Ayat dan Terjemah
لَيْسَ عَلَى الَّذِينَ آمَنُوا
وَعَمِلُوا الصَّالِحَاتِ جُنَاحٌ فِيمَا طَعِمُوا إِذَا مَا اتَّقَوْا وَآمَنُوا
وَعَمِلُوا الصَّالِحَاتِ ثُمَّ اتَّقَوْا وَآمَنُوا ثُمَّ اتَّقَوْا وَأَحْسَنُوا
وَاللَّهُ يُحِبُّ الْمُحْسِنِينَ
“Tidak
ada dosa bagi orang-orang yang beriman dan mengerjakan amalan yang saleh karena
memakan makanan yang telah mereka makan dahulu, apabila mereka bertakwa serta
beriman, dan mengerjakan amalan-amalan yang saleh, kemudian mereka tetap
bertakwa dan beriman, kemudian mereka (tetap juga) bertakwa dan berbuat
kebajikan.
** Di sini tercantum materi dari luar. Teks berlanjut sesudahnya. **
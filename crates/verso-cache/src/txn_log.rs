//! Thread-safe two-tier transaction log.

use std::collections::HashMap;
use std::path::Path;

use parking_lot::RwLock;
use serde::de::DeserializeOwned;
use serde::Serialize;
use tracing::debug;

use verso_common::error::VersoResult;
use verso_common::types::{PageKey, Revision};
use verso_storage::page::PageContainer;

use crate::lru::LruCache;
use crate::persistent::PersistentCache;
use crate::Cache;

/// Thread-safe transaction log buffering the page containers a write
/// transaction produces, in RAM first and in a persistent second tier
/// once RAM overflows or the transaction drains at commit.
///
/// A single reader/writer lock covers both tiers: the persistent tier is
/// only touched under the write lock (eviction, drain, removal), so shared
/// readers always observe a consistent RAM snapshot.
pub struct TransactionLog<K: Ord, V> {
    inner: RwLock<LruCache<PageKey, PageContainer<K, V>, PersistentCache<PageContainer<K, V>>>>,
}

impl<K, V> TransactionLog<K, V>
where
    K: Ord + Clone + Serialize + DeserializeOwned,
    V: Clone + Serialize + DeserializeOwned,
{
    /// Opens the transaction log for `(revision, log_type)` under `base`,
    /// bounding the RAM tier at `capacity` containers.
    pub fn open(
        base: impl AsRef<Path>,
        revision: Revision,
        log_type: &str,
        capacity: usize,
    ) -> VersoResult<Self> {
        let secondary = PersistentCache::open(base, revision, log_type, false)?;
        Ok(Self {
            inner: RwLock::new(LruCache::new(capacity, secondary)),
        })
    }

    /// Returns the RAM-resident container for `key`, or the
    /// [`PageContainer::Empty`] sentinel on a miss.
    ///
    /// Lookups leave recency untouched so they can run under the shared
    /// lock; recency moves only under the write lock.
    pub fn get(&self, key: PageKey) -> PageContainer<K, V> {
        let inner = self.inner.read();
        inner.peek(&key).cloned().unwrap_or(PageContainer::Empty)
    }

    /// Returns a snapshot of the RAM-resident subset of `keys`.
    pub fn get_all(
        &self,
        keys: impl IntoIterator<Item = PageKey>,
    ) -> HashMap<PageKey, PageContainer<K, V>> {
        let inner = self.inner.read();
        keys.into_iter()
            .filter_map(|key| inner.peek(&key).map(|container| (key, container.clone())))
            .collect()
    }

    /// Buffers `container` under `key`, spilling the least recently used
    /// entry to the persistent tier if the RAM tier is at capacity.
    pub fn put(&self, key: PageKey, container: PageContainer<K, V>) -> VersoResult<()> {
        self.inner.write().put(key, container)
    }

    /// Buffers every entry of `entries`.
    pub fn put_all(
        &self,
        entries: impl IntoIterator<Item = (PageKey, PageContainer<K, V>)>,
    ) -> VersoResult<()> {
        self.inner.write().put_all(entries)
    }

    /// Removes `key` from RAM and, when spilled there earlier, from the
    /// persistent tier as well.
    pub fn remove(&self, key: PageKey) -> VersoResult<()> {
        let mut inner = self.inner.write();
        inner.remove_entry(&key);
        if inner.secondary().contains(&key) {
            inner.secondary_mut().remove(&key)?;
        }
        Ok(())
    }

    /// Removes every RAM-resident entry. The persistent tier keeps what
    /// was already spilled or drained.
    pub fn clear(&self) -> VersoResult<()> {
        self.inner.write().clear()
    }

    /// Copies the RAM snapshot into the persistent tier, leaving RAM in
    /// place. Called when the owning transaction commits.
    pub fn drain_to_secondary(&self) -> VersoResult<()> {
        let mut inner = self.inner.write();
        let entries = inner.len();
        inner.spill_all()?;
        debug!(entries, "drained transaction log to the persistent tier");
        Ok(())
    }

    /// Closes the RAM tier, which closes the persistent tier behind it.
    pub fn close(&self) -> VersoResult<()> {
        self.inner.write().close()
    }

    /// Returns the number of RAM-resident containers.
    pub fn len(&self) -> usize {
        self.inner.read().len()
    }

    /// Returns true if no containers are RAM-resident.
    pub fn is_empty(&self) -> bool {
        self.inner.read().is_empty()
    }
}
Dan Allah menyukai orang-orang yang berbuat kebajikan.” (QS. al-Maidah [5]: 93).
Asbabun Nuzul
Shahih Bukhori
حَدَّثَنَا
أَبُو النُّعْمَانِ حَدَّثَنَا حَمَّادُ بْنُ زَيْدٍ حَدَّثَنَا ثَابِتٌ عَنْ أَنَسٍ
رَضِيَ اللَّهُ عَنْهُ أَنَّ الْخَمْرَ الَّتِي أُهْرِيقَتْ الْفَضِيخُ وَزَادَنِي
مُحَمَّدٌ الْبِيكَنْدِيُّ عَنْ أَبِي النُّعْمَانِ قَالَ
كُنْتُ
سَاقِيَ الْقَوْمِ فِي مَنْزِلِ أَبِي طَلْحَةَ فَنَزَلَ تَحْرِيمُ الْخَمْرِ
فَأَمَرَ مُنَادِيًا فَنَادَى فَقَالَ أَبُو طَلْحَةَ اخْرُجْ فَانْظُرْ مَا هَذَا
الصَّوْتُ قَالَ فَخَرَجْتُ فَقُلْتُ هَذَا مُنَادٍ يُنَادِي أَلَا إِنَّ
الْخَمْرَ قَدْ حُرِّمَتْ فَقَالَ لِي اذْهَبْ فَأَهْرِقْهَا قَالَ فَجَرَتْ فِي
سِكَكِ الْمَدِينَةِ قَالَ وَكَانَتْ خَمْرُهُمْ يَوْمَئِذٍ الْفَضِيخَ فَقَالَ
بَعْضُ الْقَوْمِ قُتِلَ قَوْمٌ وَهْيَ فِي بُطُونِهِمْ قَالَ فَأَنْزَلَ اللَّهُ
{
لَيْسَ عَلَى الَّذِينَ آمَنُوا وَعَمِلُوا الصَّالِحَاتِ جُنَاحٌ فِيمَا طَعِمُوا
}[1]
“Telah menceritakan kepada kami Abu Nu'man
Telah menceritakan kepada kami Hammad bin Zaid Telah menceritakan kepada kami
Tsabit dari Anas ra. bahwa Khamr adalah yang dihasilkan dengan membakar buah
kurma. Muhammad al-Bikandi menambahkan dari Abu Nu'man dia berkata; Aku adalah
orang yang member minum di rumah Abu Thalhah. Lalu turunlah ayat yang
mengharamkan Khamr, kemudian disuruhlah seseorang mengumumkannya. Abu Thalhah
berkata; keluarlah dan dengarkanlah suara itu. Abu Nu'man berkata; Aku pun
keluar lalu ku katakana; 'Orang itu menyerukan bahwa Khamr telah diharamkan.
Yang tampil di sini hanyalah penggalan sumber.